Whether chief executive officers (CEOs) and other senior executives are too highly compensated is one of the most publicized and divisive issues in corporate governance. In this article, we address this question not by asking whether executives are paid more than the value they create, but by asking whether firms could pay executives less money without reducing quality - thus retaining more money for shareholders - by using a better negotiation strategy. The focus of our attention is a particular feature of the way in which the compensation of CEOs and other high‐level employees is often determined, although rarely discussed: the firm first decides which candidate it prefers and only then negotiates the amount of compensation with the desired candidate. We hypothesize that this approach to negotiation, which we call “choose first, negotiate second,” is inferior to its alternative, which we call “negotiate first, choose second.” We explain the theoretical basis for this hypothesis and then present the results of an experiment designed to test it. We conclude by suggesting a number of possible explanations for firms' failure to take advantage of what we consider to be a superior negotiating strategy.


Shareholder approval thresholds in acquisitions: Evidence from tender offers
Audra Boone, Brian Broughman & Antonio Macias
Journal of Corporate Finance, December 2018, Pages 225-245

Abstract:

We exploit a 2013 Delaware law that reduces the shareholder support threshold for two-step tender offers to investigate the impact of differing levels of shareholder support on deal structures and outcomes. After the legal change, Delaware acquisitions, as opposed to other states, are more likely to be completed via tender offer, and Delaware targets collectively receive greater acquisition premiums and returns relative to firms incorporated in other states. Our results caution that supermajority shareholder approval thresholds can increase the risk of shareholder holdup and have little (if any) effect on managerial self-dealing.


Labor Unions and Income Smoothing
Sophia Hamm, Boochun Jung & Woo‐Jong Lee
Contemporary Accounting Research, Fall 2018, Pages 1201-1228

Abstract:

We study labor unions, an important stakeholder group that has not been a focus of the earnings smoothing literature. We posit that managers strike a balance between sheltering resources from employees’ profit sharing demands and catering to employees’ aversion to downside risk by smoothing earnings. We then hypothesize that a strong labor union would intensify managerial incentives to smooth earnings. Consistent with our hypothesis, we find that union strength is positively associated with earnings smoothing activities through management of both accruals and R&D expenditures.
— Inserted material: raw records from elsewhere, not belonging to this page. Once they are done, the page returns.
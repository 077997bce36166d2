//! Workbasket row operations.
//!
//! Rows carry the workbasket's own fields only; distribution targets live in
//! `distribution_targets` and are attached by the manager.

use crate::error::Result;
use crate::types::Workbasket;
use rusqlite::{params, Connection, Row};

pub fn parse_workbasket_row(row: &Row) -> rusqlite::Result<Workbasket> {
    Ok(Workbasket {
        id: row.get("id")?,
        name: row.get("name")?,
        description: row.get("description")?,
        owner: row.get("owner")?,
        created: row.get("created_at")?,
        modified: row.get("modified_at")?,
        distribution_targets: Vec::new(),
    })
}

pub fn insert(conn: &Connection, workbasket: &Workbasket) -> Result<()> {
    conn.execute(
        "INSERT INTO workbaskets (id, name, description, owner, created_at, modified_at)
         VALUES (?1, ?2, ?3, ?4, ?5, ?6)",
        params![
            workbasket.id,
            workbasket.name,
            workbasket.description,
            workbasket.owner,
            workbasket.created,
            workbasket.modified,
        ],
    )?;
    Ok(())
}

/// Replace the mutable columns of an existing row. `created_at` is never
/// written. Returns the number of rows touched.
pub fn update(conn: &Connection, workbasket: &Workbasket) -> Result<usize> {
    let rows = conn.execute(
        "UPDATE workbaskets SET name = ?2, description = ?3, owner = ?4, modified_at = ?5
         WHERE id = ?1",
        params![
            workbasket.id,
            workbasket.name,
            workbasket.description,
            workbasket.owner,
            workbasket.modified,
        ],
    )?;
    Ok(rows)
}

pub fn find_by_id(conn: &Connection, id: &str) -> Result<Option<Workbasket>> {
    let mut stmt = conn.prepare("SELECT * FROM workbaskets WHERE id = ?1")?;

    match stmt.query_row(params![id], parse_workbasket_row) {
        Ok(workbasket) => Ok(Some(workbasket)),
        Err(rusqlite::Error::QueryReturnedNoRows) => Ok(None),
        Err(e) => Err(e.into()),
    }
}

pub fn list(conn: &Connection) -> Result<Vec<Workbasket>> {
    let mut stmt = conn.prepare("SELECT * FROM workbaskets ORDER BY created_at, id")?;
    let workbaskets = stmt
        .query_map([], parse_workbasket_row)?
        .collect::<rusqlite::Result<Vec<_>>>()?;
    Ok(workbaskets)
}
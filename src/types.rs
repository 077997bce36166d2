//! Core types for the workbasket engine.

use serde::{Deserialize, Serialize};
use std::fmt;
use std::str::FromStr;

/// A workbasket: a routing container for units of work and a node in the
/// distribution-target graph.
///
/// Targets are held by identifier only. A workbasket never embeds another
/// workbasket, so cyclic target graphs cannot produce cyclic values.
#[derive(Debug, Clone, Default, PartialEq, Eq, Serialize, Deserialize)]
pub struct Workbasket {
    /// Empty until assigned by `WorkbasketManager::create`.
    #[serde(default)]
    pub id: String,
    #[serde(default)]
    pub name: String,
    pub description: Option<String>,
    pub owner: Option<String>,
    /// Set once, at first persistence (ms since epoch).
    #[serde(default)]
    pub created: i64,
    /// Advanced on every persisted update (ms since epoch).
    #[serde(default)]
    pub modified: i64,
    /// Ordered target workbasket ids.
    #[serde(default)]
    pub distribution_targets: Vec<String>,
}

impl Workbasket {
    pub fn new(name: impl Into<String>) -> Self {
        Self {
            name: name.into(),
            ..Self::default()
        }
    }

    pub fn with_id(mut self, id: impl Into<String>) -> Self {
        self.id = id.into();
        self
    }

    pub fn with_targets<I, S>(mut self, targets: I) -> Self
    where
        I: IntoIterator<Item = S>,
        S: Into<String>,
    {
        self.distribution_targets = targets.into_iter().map(Into::into).collect();
        self
    }
}

/// Named permission flags carried by an access item.
#[derive(Debug, Clone, Copy, PartialEq, Eq, Hash, Serialize, Deserialize)]
#[serde(rename_all = "lowercase")]
pub enum Permission {
    Read,
    Open,
    Write,
    Append,
    Transfer,
    Distribute,
}

impl Permission {
    pub fn as_str(&self) -> &'static str {
        match self {
            Permission::Read => "read",
            Permission::Open => "open",
            Permission::Write => "write",
            Permission::Append => "append",
            Permission::Transfer => "transfer",
            Permission::Distribute => "distribute",
        }
    }
}

impl fmt::Display for Permission {
    fn fmt(&self, f: &mut fmt::Formatter<'_>) -> fmt::Result {
        f.write_str(self.as_str())
    }
}

/// An access-control entry granting a principal permission flags on a
/// workbasket.
///
/// Duplicate entries for the same (workbasket, principal) pair are allowed;
/// their grants combine.
#[derive(Debug, Clone, Default, PartialEq, Eq, Serialize, Deserialize)]
pub struct WorkbasketAccessItem {
    /// Assigned by `AccessControlManager::create`.
    #[serde(default)]
    pub id: String,
    pub workbasket_id: String,
    pub principal: String,
    #[serde(default)]
    pub read: bool,
    #[serde(default)]
    pub open: bool,
    #[serde(default)]
    pub write: bool,
    #[serde(default)]
    pub append: bool,
    #[serde(default)]
    pub transfer: bool,
    #[serde(default)]
    pub distribute: bool,
}

impl WorkbasketAccessItem {
    pub fn new(workbasket_id: impl Into<String>, principal: impl Into<String>) -> Self {
        Self {
            workbasket_id: workbasket_id.into(),
            principal: principal.into(),
            ..Self::default()
        }
    }

    /// Set a single flag, builder style.
    pub fn with(mut self, permission: Permission, granted: bool) -> Self {
        match permission {
            Permission::Read => self.read = granted,
            Permission::Open => self.open = granted,
            Permission::Write => self.write = granted,
            Permission::Append => self.append = granted,
            Permission::Transfer => self.transfer = granted,
            Permission::Distribute => self.distribute = granted,
        }
        self
    }

    pub fn grants(&self, permission: Permission) -> bool {
        match permission {
            Permission::Read => self.read,
            Permission::Open => self.open,
            Permission::Write => self.write,
            Permission::Append => self.append,
            Permission::Transfer => self.transfer,
            Permission::Distribute => self.distribute,
        }
    }
}

/// Connection management mode.
///
/// - `Participate`: calls borrow the engine-owned connection, each inside its
///   own savepoint. This is the default.
/// - `Autocommit`: every call gets its own connection and commits as it goes.
/// - `Explicit`: calls run on a caller-bound connection; the caller commits,
///   rolls back and closes.
#[derive(Debug, Clone, Copy, Default, PartialEq, Eq, Serialize, Deserialize)]
#[serde(rename_all = "lowercase")]
pub enum ConnectionManagementMode {
    #[default]
    Participate,
    Autocommit,
    Explicit,
}

impl ConnectionManagementMode {
    pub fn as_str(&self) -> &'static str {
        match self {
            ConnectionManagementMode::Participate => "participate",
            ConnectionManagementMode::Autocommit => "autocommit",
            ConnectionManagementMode::Explicit => "explicit",
        }
    }
}

impl fmt::Display for ConnectionManagementMode {
    fn fmt(&self, f: &mut fmt::Formatter<'_>) -> fmt::Result {
        f.write_str(self.as_str())
    }
}

impl FromStr for ConnectionManagementMode {
    type Err = String;

    fn from_str(s: &str) -> Result<Self, Self::Err> {
        match s.to_lowercase().as_str() {
            "participate" => Ok(ConnectionManagementMode::Participate),
            "autocommit" => Ok(ConnectionManagementMode::Autocommit),
            "explicit" => Ok(ConnectionManagementMode::Explicit),
            other => Err(format!(
                "unknown connection mode '{}' (expected participate, autocommit or explicit)",
                other
            )),
        }
    }
}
Does short-maturity debt discipline managers? Evidence from cash-rich firms' acquisition decisions
Qianqian Huang, Feng Jiang & Szu-Yin (Jennifer) Wu
Journal of Corporate Finance, December 2018, Pages 133-154

Abstract:

We study the disciplinary role of short-maturity debt in cash-rich firms. We report evidence that such debt mitigates cash-rich firms' overinvestment in acquisitions. The disciplinary role is mostly concentrated among cash-rich firms that are weakly governed and have limited access to the public debt market and is also more pronounced for cash-rich firms that operate in less competitive industries. Furthermore, for cash-rich acquirers, high levels of short-maturity debt are associated with higher acquisition announcement returns and better post-acquisition operating performance. Overall, our results highlight the effective role of short-maturity debt in reducing agency cost.